Coffee and the Bobcat

Once again the elusive gobbler beat me, still at least I had some fun, Coffee Bitch and nature at one. There is definitely something to be said for sitting out in the woods first thing in the morning. I am camouflaged from head to toe, with camo gloves and a face veil. Comfortably ensconced under a tree I fancy that as long as I don’t move I am invisible and certainly a small herd of deer agreed as they ambled by with 10 feet of me. Then, just I was starting to relax and feeling one of those exotic eyelid movies coming on I spotted a Bobcat. It was huge, spitting and snarling and all teeth and claws. On reflection it might have been someone’s pet ginger tomcat but it was quite a size I can tell you. He was cautiously prowling through the woods, oblivious to my presence and getting closer all the time. When he got to within 2 feet I threw my hands up and made a dreadful hissing noise. The cat hardly expected the tree to come to life and leapt about 10 feet in the air. It spun around and started windmilling its legs so when it hit the ground it took off like, well a scolded cat I suppose. For my part I hardly expected it to vent its bladder in fear. Oh yes, as it span around in mid air it did a ghastly impression of a Catherine wheel of urea and lavishly soaked me. From bitter, bitter experience I can tell you that the one thing worse than the smell of tomcat urine is the smell of tomcat urine drying in the morning sun. When we all hooked up at the end of another turkey free day the very first thing my hunting chums said was “What is that awful smell?” When I told the story they laughed until they were sick, the heartless bastards. I would like to be able to tell you that I got my revenge as they had to hold their heads out of the window on the drive home. Sadly we were using my truck so now the new car smell has been replaced with the used public bathroom smell.

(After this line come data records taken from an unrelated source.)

//! Public interface for compiling and evaluating expressions.
//!
//! [`Jexl`] bundles a grammar with the registration API and convenience
//! methods; [`Expression`] is the compile-once, evaluate-many handle. An
//! `Expression` borrows its grammar immutably, so the borrow checker itself
//! enforces the contract that mutating the grammar (registering operators,
//! functions, or transforms) invalidates compiled expressions.

use crate::{
    error::ExprResult,
    evaluate::{Evaluator, Operands},
    expressions::Ast,
    grammar::{ExpressionFn, Grammar},
    parse::Parser,
    tracer::{EvalTracer, NoopTracer},
    value::{Context, Value},
};

/// The expression engine: a grammar plus convenience methods.
///
/// # Example
/// ```
/// use jexl::{Context, Jexl, Value};
///
/// let jexl = Jexl::new();
/// let mut context = Context::new();
/// context.insert("age".to_owned(), Value::from(20));
/// let result = jexl
///     .evaluate(r#"age >= 18 ? "adult" : "minor""#, &mut context)
///     .unwrap();
/// assert_eq!(result, Value::from("adult"));
/// ```
#[derive(Debug, Clone, Default)]
pub struct Jexl {
    grammar: Grammar,
}

impl Jexl {
    /// Creates an engine with the default grammar.
    #[must_use]
    pub fn new() -> Self {
        Self::default()
    }

    /// Creates an engine around an existing grammar.
    #[must_use]
    pub fn with_grammar(grammar: Grammar) -> Self {
        Self { grammar }
    }

    /// The underlying grammar.
    #[must_use]
    pub fn grammar(&self) -> &Grammar {
        &self.grammar
    }

    /// Compiles a source string into a reusable [`Expression`].
    pub fn compile(&self, source: &str) -> ExprResult<Expression<'_>> {
        Expression::compile(&self.grammar, source)
    }

    /// Compiles and evaluates in one step.
    pub fn evaluate(&self, source: &str, context: &mut Context) -> ExprResult<Value> {
        self.compile(source)?.evaluate(context)
    }

    /// Registers an expression function callable as `name(args…)`.
    pub fn add_function(
        &mut self,
        name: impl Into<String>,
        f: impl Fn(&[Value]) -> ExprResult<Value> + Send + Sync + 'static,
    ) {
        self.grammar.add_function(name, f);
    }

    /// Registers several expression functions at once.
    pub fn add_functions(&mut self, entries: impl IntoIterator<Item = (String, ExpressionFn)>) {
        self.grammar.add_functions(entries);
    }

    /// Looks up an expression function.
    #[must_use]
    pub fn get_function(&self, name: &str) -> Option<&ExpressionFn> {
        self.grammar.get_function(name)
    }

    /// Registers a transform usable as `value | name(args…)`.
    pub fn add_transform(
        &mut self,
        name: impl Into<String>,
        f: impl Fn(&[Value]) -> ExprResult<Value> + Send + Sync + 'static,
    ) {
        self.grammar.add_transform(name, f);
    }

    /// Registers several transforms at once.
    pub fn add_transforms(&mut self, entries: impl IntoIterator<Item = (String, ExpressionFn)>) {
        self.grammar.add_transforms(entries);
    }

    /// Looks up a transform.
    #[must_use]
    pub fn get_transform(&self, name: &str) -> Option<&ExpressionFn> {
        self.grammar.get_transform(name)
    }

    /// Registers a strict binary operator.
    pub fn add_binary_op(
        &mut self,
        lexeme: impl Into<String>,
        precedence: u32,
        eval: impl Fn(Value, Value) -> ExprResult<Value> + Send + Sync + 'static,
    ) {
        self.grammar.add_binary_op(lexeme, precedence, eval);
    }

    /// Registers an on-demand binary operator that evaluates its own
    /// operands through thunks.
    pub fn add_binary_op_on_demand(
        &mut self,
        lexeme: impl Into<String>,
        precedence: u32,
        eval: impl Fn(&mut Operands<'_, '_>) -> ExprResult<Value> + Send + Sync + 'static,
    ) {
        self.grammar.add_binary_op_on_demand(lexeme, precedence, eval);
    }

    /// Registers a unary operator.
    pub fn add_unary_op(
        &mut self,
        lexeme: impl Into<String>,
        eval: impl Fn(Value) -> ExprResult<Value> + Send + Sync + 'static,
    ) {
        self.grammar.add_unary_op(lexeme, eval);
    }

    /// Removes a previously registered operator.
    pub fn remove_op(&mut self, lexeme: &str) {
        self.grammar.remove_op(lexeme);
    }
}

/// A compiled expression: parse once, evaluate against many contexts.
///
/// Repeated evaluation against equal contexts returns equal results; the
/// expression holds no hidden state.
#[derive(Debug, Clone)]
pub struct Expression<'g> {
    grammar: &'g Grammar,
    ast: Ast,
}

impl<'g> Expression<'g> {
    /// The core entry point: lexes and parses `source` under `grammar`.
    pub fn compile(grammar: &'g Grammar, source: &str) -> ExprResult<Self> {
        let ast = Parser::parse_source(grammar, source)?;
        Ok(Self { grammar, ast })
    }

    /// Evaluates against a context. Assignments write through to it.
    pub fn evaluate(&self, context: &mut Context) -> ExprResult<Value> {
        self.evaluate_with_tracer(context, &mut NoopTracer)
    }

    /// Evaluates with an observer attached.
    pub fn evaluate_with_tracer(&self, context: &mut Context, tracer: &mut dyn EvalTracer) -> ExprResult<Value> {
        let mut evaluator = Evaluator::new(self.grammar, &self.ast, context, tracer);
        evaluator.eval(self.ast.root_id())
    }

    /// The compiled syntax tree.
    #[must_use]
    pub fn ast(&self) -> &Ast {
        &self.ast
    }
}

I don’t mind Mother Nature taking the piss I just wish that she wouldn’t keep the catheter in the icebox.

Fortunately for tomcats everywhere I won’t be hunting next week, as I am off to see FOTL1 and FOTL2 graduate college. FOTL1 has completed her Master’s Degree with a 4.0 GPA and has been accepted into the premiere college for her discipline to study for her doctorate. She has also been given a teaching position so I suppose I will have to start calling her Professor FOTL1. FOTL2 has completed her Batchelors Degree with honors and has been accepted into her chosen college as a graduate student working towards her Masters Degree. As a result of some very astute planning by myself, they both graduate from the same college at the same time so I will not have to waste two weekends pretending to be proud of the little helions.

Now to let you into a little secret. I left school at 16. I only mention this in the hope that you will join me in shoving Darwin’s On the Origin of Species by Means of Natural Selection, or the Preservation of Favoured Races in the Struggle for Life. (to give it, its full title) up our collective bottys.